Stored data entries:
════════════════════
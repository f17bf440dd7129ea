//! Subcommand drivers wiring input tables, the sampling engine, the
//! comparators, and the append-mode sinks together.

use std::path::{Path, PathBuf};
use std::time::Duration;

use anyhow::Result;
use rand::rngs::StdRng;
use rand::SeedableRng;
use tln_core::types::{AnalysisMode, QnRecord, VarSampleRow};
use tln_inference::inclusion::{meets_inclusion_criteria, InclusionConfig};
use tln_inference::nullmodel::{sample_study_variances, tl_analysis_study, tl_from_sample};
use tln_sampling::partition::CountTableSampler;

use crate::{io, sink};

/// Shared knobs for the sampling-driven commands.
pub struct SamplingArgs {
    /// Draws per (Q, N) combination.
    pub sample_size: usize,
    /// Per-combination wall-clock budget in seconds.
    pub t_limit: u64,
    /// Null model to draw from.
    pub analysis: AnalysisMode,
    /// RNG seed.
    pub seed: u64,
}

fn studies_to_run(records: &[QnRecord], only: &[String]) -> Vec<String> {
    let all = io::study_list(records);
    if only.is_empty() {
        all
    } else {
        all.into_iter().filter(|s| only.contains(s)).collect()
    }
}

/// `sample-var`: draw variances per (Q, N) and append full per-row samples.
pub fn cmd_sample_var(
    input: &Path,
    out_dir: &Path,
    only_studies: &[String],
    args: &SamplingArgs,
) -> Result<()> {
    let data = io::read_qn_table(input)?;
    let mut rng = StdRng::seed_from_u64(args.seed);
    let out_path = sink::var_full_path(out_dir, args.analysis);
    let t_limit = Duration::from_secs(args.t_limit);

    for study in studies_to_run(&data, only_studies) {
        let combos: Vec<QnRecord> =
            data.iter().filter(|r| r.study == study).cloned().collect();
        let sampled = sample_study_variances(
            &mut rng,
            &CountTableSampler,
            &combos,
            args.sample_size,
            t_limit,
            args.analysis,
        )?;
        match sampled {
            Some(var_parts) => {
                let rows: Vec<VarSampleRow> = combos
                    .into_iter()
                    .zip(var_parts)
                    .map(|(record, samples)| VarSampleRow { record, samples })
                    .collect();
                sink::append_var_rows(&out_path, &rows)?;
                tracing::info!(%study, rows = rows.len(), "variance samples written");
            }
            None => tracing::warn!(%study, "study skipped (incomplete sampling)"),
        }
    }
    Ok(())
}

/// `tl-analysis`: forward comparison against freshly sampled null variances.
///
/// (Q, N) combinations with N <= 2 are removed up front; the variance of a
/// two-part sample carries no information about the TL form.
pub fn cmd_tl_analysis(
    input: &Path,
    out_dir: &Path,
    only_studies: &[String],
    args: &SamplingArgs,
) -> Result<()> {
    let data = io::read_qn_table(input)?;
    let mut rng = StdRng::seed_from_u64(args.seed);
    let summary_path = sink::var_predicted_path(out_dir, args.analysis);
    let form_path = sink::form_predicted_path(out_dir, args.analysis);
    let t_limit = Duration::from_secs(args.t_limit);

    for study in studies_to_run(&data, only_studies) {
        let combos: Vec<QnRecord> =
            data.iter().filter(|r| r.study == study && r.n > 2).cloned().collect();
        if combos.is_empty() {
            tracing::warn!(%study, "no (Q, N) combinations with N > 2");
            continue;
        }
        let sampled = sample_study_variances(
            &mut rng,
            &CountTableSampler,
            &combos,
            args.sample_size,
            t_limit,
            args.analysis,
        )?;
        match sampled {
            Some(var_parts) => match tl_analysis_study(&combos, &var_parts) {
                Ok((summaries, record)) => {
                    sink::append_variance_summaries(&summary_path, &summaries)?;
                    sink::append_form_predicted(&form_path, &record)?;
                    tracing::info!(%study, combos = summaries.len(), "TL analysis written");
                }
                Err(err) => tracing::warn!(%study, %err, "study skipped (degenerate regression)"),
            },
            None => tracing::warn!(%study, "study skipped (incomplete sampling)"),
        }
    }
    Ok(())
}

/// `tl-from-sample`: retrospective comparison over a variance-sample file.
pub fn cmd_tl_from_sample(input: &Path, out_dir: &Path, analysis: AnalysisMode) -> Result<()> {
    let rows = io::read_var_sample_table(input)?;
    let records = tl_from_sample(&rows);
    let out_path = sink::tl_form_path(out_dir, analysis);
    for record in &records {
        sink::append_tl_form(&out_path, record)?;
        tracing::info!(study = %record.study, "TL form written");
    }
    Ok(())
}

/// `check-inclusion`: print the admission decision per study to stdout.
pub fn cmd_check_inclusion(
    input: &Path,
    info: Option<&PathBuf>,
    config: &InclusionConfig,
) -> Result<()> {
    let data = io::read_qn_table(input)?;
    let info = match info {
        Some(path) => io::read_study_info(path)?,
        None => Vec::new(),
    };

    for study in io::study_list(&data) {
        let records: Vec<QnRecord> =
            data.iter().filter(|r| r.study == study).cloned().collect();
        let included = meets_inclusion_criteria(&records, config);
        match info.iter().find(|s| s.study == study) {
            Some(meta) => {
                println!("{study}\t{}\t{}\t{included}", meta.taxon, meta.kind);
            }
            None => println!("{study}\t{included}"),
        }
    }
    Ok(())
}

#[cfg(test)]
mod tests {
    use super::*;
    use std::io::Write;

    fn write_qn_table(dir: &Path, rows: &str) -> PathBuf {
        let path = dir.join("qn.txt");
        let mut f = std::fs::File::create(&path).unwrap();
        f.write_all(rows.as_bytes()).unwrap();
        path
    }

    fn fast_args(mode: AnalysisMode) -> SamplingArgs {
        SamplingArgs { sample_size: 10, t_limit: 600, analysis: mode, seed: 9 }
    }

    #[test]
    fn sample_var_writes_one_row_per_combination() {
        let dir = tempfile::tempdir().unwrap();
        let input = write_qn_table(
            dir.path(),
            "a\t10\t3\t3.33\t4.0\na\t12\t4\t3.0\t2.5\nb\t8\t3\t2.67\t1.0\n",
        );
        let args = fast_args(AnalysisMode::Composition);
        cmd_sample_var(&input, dir.path(), &[], &args).unwrap();

        let out = sink::var_full_path(dir.path(), AnalysisMode::Composition);
        let rows = io::read_var_sample_table(&out).unwrap();
        assert_eq!(rows.len(), 3);
        assert!(rows.iter().all(|r| r.samples.len() == 10));
        // Studies appear in sorted order, combinations in input order.
        assert_eq!(rows[0].record.study, "a");
        assert_eq!(rows[2].record.study, "b");
    }

    #[test]
    fn sample_var_honors_study_filter() {
        let dir = tempfile::tempdir().unwrap();
        let input =
            write_qn_table(dir.path(), "a\t10\t3\t3.33\t4.0\nb\t8\t3\t2.67\t1.0\n");
        let args = fast_args(AnalysisMode::Composition);
        cmd_sample_var(&input, dir.path(), &["b".to_string()], &args).unwrap();

        let out = sink::var_full_path(dir.path(), AnalysisMode::Composition);
        let rows = io::read_var_sample_table(&out).unwrap();
        assert_eq!(rows.len(), 1);
        assert_eq!(rows[0].record.study, "b");
    }

    #[test]
    fn zero_time_limit_writes_nothing() {
        let dir = tempfile::tempdir().unwrap();
        let input = write_qn_table(dir.path(), "a\t10\t3\t3.33\t4.0\n");
        let args = SamplingArgs {
            sample_size: 10,
            t_limit: 0,
            analysis: AnalysisMode::Composition,
            seed: 1,
        };
        cmd_sample_var(&input, dir.path(), &[], &args).unwrap();
        assert!(!sink::var_full_path(dir.path(), AnalysisMode::Composition).exists());
    }

    #[test]
    fn tl_analysis_drops_low_n_combinations_and_writes_per_study_rows() {
        let dir = tempfile::tempdir().unwrap();
        // Four N>2 combos plus one N=2 combo that must be ignored.
        let input = write_qn_table(
            dir.path(),
            "a\t48\t4\t12.0\t144.0\na\t80\t4\t20.0\t400.0\na\t120\t4\t30.0\t900.0\na\t200\t4\t50.0\t2500.0\na\t10\t2\t5.0\t2.0\n",
        );
        let args = fast_args(AnalysisMode::Partition);
        cmd_tl_analysis(&input, dir.path(), &[], &args).unwrap();

        let summaries =
            std::fs::read_to_string(sink::var_predicted_path(dir.path(), AnalysisMode::Partition))
                .unwrap();
        assert_eq!(summaries.lines().count(), 4);
        assert!(summaries.lines().all(|l| l.starts_with("a\t")));

        let form =
            std::fs::read_to_string(sink::form_predicted_path(dir.path(), AnalysisMode::Partition))
                .unwrap();
        assert_eq!(form.lines().count(), 1);
    }

    #[test]
    fn tl_from_sample_round_trips_through_the_sink() {
        let dir = tempfile::tempdir().unwrap();
        // Two studies, power-law rows with three sample columns each.
        let mut content = String::new();
        for study in ["a", "b"] {
            for m in [1.0f64, 2.0, 4.0, 8.0] {
                content.push_str(&format!(
                    "{study}\t{}\t4\t{m}\t{}\t{}\t{}\t{}\n",
                    (m * 10.0) as u64,
                    m * m,
                    m * m,
                    2.0 * m * m,
                    3.0 * m * m,
                ));
            }
        }
        let input = dir.path().join("samples.txt");
        std::fs::write(&input, content).unwrap();

        cmd_tl_from_sample(&input, dir.path(), AnalysisMode::Composition).unwrap();
        let out =
            std::fs::read_to_string(sink::tl_form_path(dir.path(), AnalysisMode::Composition))
                .unwrap();
        let lines: Vec<&str> = out.lines().collect();
        assert_eq!(lines.len(), 2);
        assert!(lines[0].starts_with("a\t"));
        assert!(lines[1].starts_with("b\t"));
    }

    #[test]
    fn tl_from_sample_skips_two_row_studies_and_keeps_going() {
        let dir = tempfile::tempdir().unwrap();
        // Study "a" has only two rows (no regression possible); study "b"
        // is complete and must still be written.
        let mut content = String::from("a\t10\t3\t1.0\t1.0\t1.0\na\t20\t3\t2.0\t4.0\t4.0\n");
        for m in [1.0f64, 2.0, 4.0, 8.0] {
            content.push_str(&format!("b\t{}\t4\t{m}\t{}\t{}\n", (m * 10.0) as u64, m * m, m * m));
        }
        let input = dir.path().join("samples.txt");
        std::fs::write(&input, content).unwrap();

        cmd_tl_from_sample(&input, dir.path(), AnalysisMode::Partition).unwrap();
        let out =
            std::fs::read_to_string(sink::tl_form_path(dir.path(), AnalysisMode::Partition))
                .unwrap();
        let lines: Vec<&str> = out.lines().collect();
        assert_eq!(lines.len(), 1);
        assert!(lines[0].starts_with("b\t"));
    }
}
════════════════════
▸ **Task directions**
Reproduce each line of the data containing the word "VarSampleRow".

▸ **Task result**
use tln_core::types::{AnalysisMode, QnRecord, VarSampleRow};
                let rows: Vec<VarSampleRow> = combos
                    .map(|(record, samples)| VarSampleRow { record, samples })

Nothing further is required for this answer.